What is the difference between a data lake and a data warehouse?

A data lake stores raw data in its native format (structured, semi-structured, unstructured) and uses schema-on-read, meaning you define the schema when querying. It is cheap and flexible. A data warehouse stores processed, cleaned, and structured data with a predefined schema (schema-on-write). It is optimized for fast analytical queries but is more expensive. In Azure, Data Lake Storage is the data lake, and Synapse SQL pool is the data warehouse.

What are fact tables and dimension tables in a star schema?

Fact tables contain quantitative measures (e.g., sales amount, quantity) and foreign keys to dimension tables. They are the central table in a star schema and are typically very large. Dimension tables contain descriptive attributes (e.g., product name, customer city, date) and are smaller. They provide context to the facts. For example, a sales fact table might join with DimProduct to get product category.
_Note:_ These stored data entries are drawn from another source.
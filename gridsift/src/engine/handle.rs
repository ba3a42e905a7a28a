//! Command-side surface of a running engine.

use crate::error::EngineError;
use crate::filter::combine::FilterMode;
use crate::filter::value::FilterValue;
use crate::record::Record;

/// A state-change request sent to the engine task.
///
/// Filter and mode changes are debounced; source replacement, clear-all,
/// and flush recompute immediately.
#[derive(Debug, Clone)]
pub enum EngineCommand {
    /// Set one field's filter value.
    SetFilter {
        /// Field key the value applies to.
        field: String,
        /// The new raw filter value.
        value: FilterValue,
    },
    /// Reset one field's filter to its empty representation.
    ClearFilter {
        /// Field key to clear.
        field: String,
    },
    /// Switch the AND/OR combination mode.
    SetMode(FilterMode),
    /// Replace the source collection.
    SetSource(Vec<Record>),
    /// Record which field's input currently holds focus.
    Focus(Option<String>),
    /// Reset every field's filter and recompute immediately.
    ClearAll,
    /// Force an immediate recomputation, skipping any pending debounce.
    Flush,
}

/// Cloneable handle for driving a spawned [`FilterEngine`](crate::FilterEngine).
///
/// Every method resolves to [`EngineError::Closed`] once the engine task
/// has shut down.
#[derive(Debug, Clone)]
pub struct EngineHandle {
    commands: flume::Sender<EngineCommand>,
}

impl EngineHandle {
    pub(crate) fn new(commands: flume::Sender<EngineCommand>) -> Self {
        Self { commands }
    }

    /// Sets one field's filter value (debounced).
    ///
    /// # Errors
    ///
    /// Returns [`EngineError::Closed`] if the engine task has stopped.
    pub fn set_filter(
        &self,
        field: impl Into<String>,
        value: FilterValue,
    ) -> Result<(), EngineError> {
        self.send(EngineCommand::SetFilter {
            field: field.into(),
            value,
        })
    }

    /// Clears one field's filter (debounced).
    ///
    /// # Errors
    ///
    /// Returns [`EngineError::Closed`] if the engine task has stopped.
    pub fn clear_filter(&self, field: impl Into<String>) -> Result<(), EngineError> {
        self.send(EngineCommand::ClearFilter {
            field: field.into(),
        })
    }

    /// Switches the combination mode (debounced).
    ///
    /// # Errors
    ///
    /// Returns [`EngineError::Closed`] if the engine task has stopped.
    pub fn set_mode(&self, mode: FilterMode) -> Result<(), EngineError> {
        self.send(EngineCommand::SetMode(mode))
    }

    /// Replaces the source collection; the new collection is immediately
    /// filtered under the current state.
    ///
    /// # Errors
    ///
    /// Returns [`EngineError::Closed`] if the engine task has stopped.
    pub fn set_source(&self, records: Vec<Record>) -> Result<(), EngineError> {
        self.send(EngineCommand::SetSource(records))
    }

    /// Records which field's input last received focus, so every view
    /// update can tell the presentation layer where to restore it.
    ///
    /// # Errors
    ///
    /// Returns [`EngineError::Closed`] if the engine task has stopped.
    pub fn focus(&self, field: Option<String>) -> Result<(), EngineError> {
        self.send(EngineCommand::Focus(field))
    }

    /// Atomically resets every filter and recomputes immediately, without
    /// waiting out the debounce window.
    ///
    /// # Errors
    ///
    /// Returns [`EngineError::Closed`] if the engine task has stopped.
    pub fn clear_all(&self) -> Result<(), EngineError> {
        self.send(EngineCommand::ClearAll)
    }

    /// Forces an immediate recomputation.
    ///
    /// # Errors
    ///
    /// Returns [`EngineError::Closed`] if the engine task has stopped.
    pub fn flush(&self) -> Result<(), EngineError> {
        self.send(EngineCommand::Flush)
    }

    fn send(&self, command: EngineCommand) -> Result<(), EngineError> {
        self.commands
            .send(command)
            .map_err(|_| EngineError::Closed)
    }
}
What is PolyBase in Azure Synapse?

PolyBase is a technology that allows you to query external data sources using T-SQL. In Synapse, you create external tables that point to files in Azure Data Lake Storage or Blob Storage. You can then run SELECT queries on those tables as if they were local. PolyBase is read-only for external data and supports CSV, Parquet, ORC, and other formats.

When should I use a dedicated SQL pool vs. serverless SQL pool in Synapse?

Use a dedicated SQL pool when you have predictable, high-performance workloads that require consistent query performance and you want to provision fixed compute resources (DWU). It is ideal for large-scale data warehousing with high concurrency. Use serverless SQL pool for ad-hoc queries, exploration, and when you want to pay only for the data processed per query. Serverless is great for querying data lake files without loading.

What is the purpose of columnstore indexes in a data warehouse?

Columnstore indexes store data column-wise instead of row-wise. This allows for high compression (up to 10x) and faster scans because only the columns needed are read. They are ideal for aggregation queries that scan large portions of a table. In Synapse, columnstore indexes are the default and are recommended for fact tables.

What is the difference between ETL and ELT?

ETL (Extract, Transform, Load) transforms data in a staging area before loading it into the target system. This ensures only clean data is loaded. ELT (Extract, Load, Transform) loads raw data first, then transforms it inside the target system (e.g., using SQL or Spark). ELT is common in cloud data warehouses because they have powerful compute for transformations.

How do Slowly Changing Dimensions (SCD) work?

SCDs handle changes to dimension attributes over time. Type 0 ignores changes. Type 1 overwrites the old value (no history). Type 2 adds a new row with a new surrogate key and effective date range (preserves full history). Type 3 adds a new column to store the previous value (limited history). Type 2 is most common for tracking historical changes.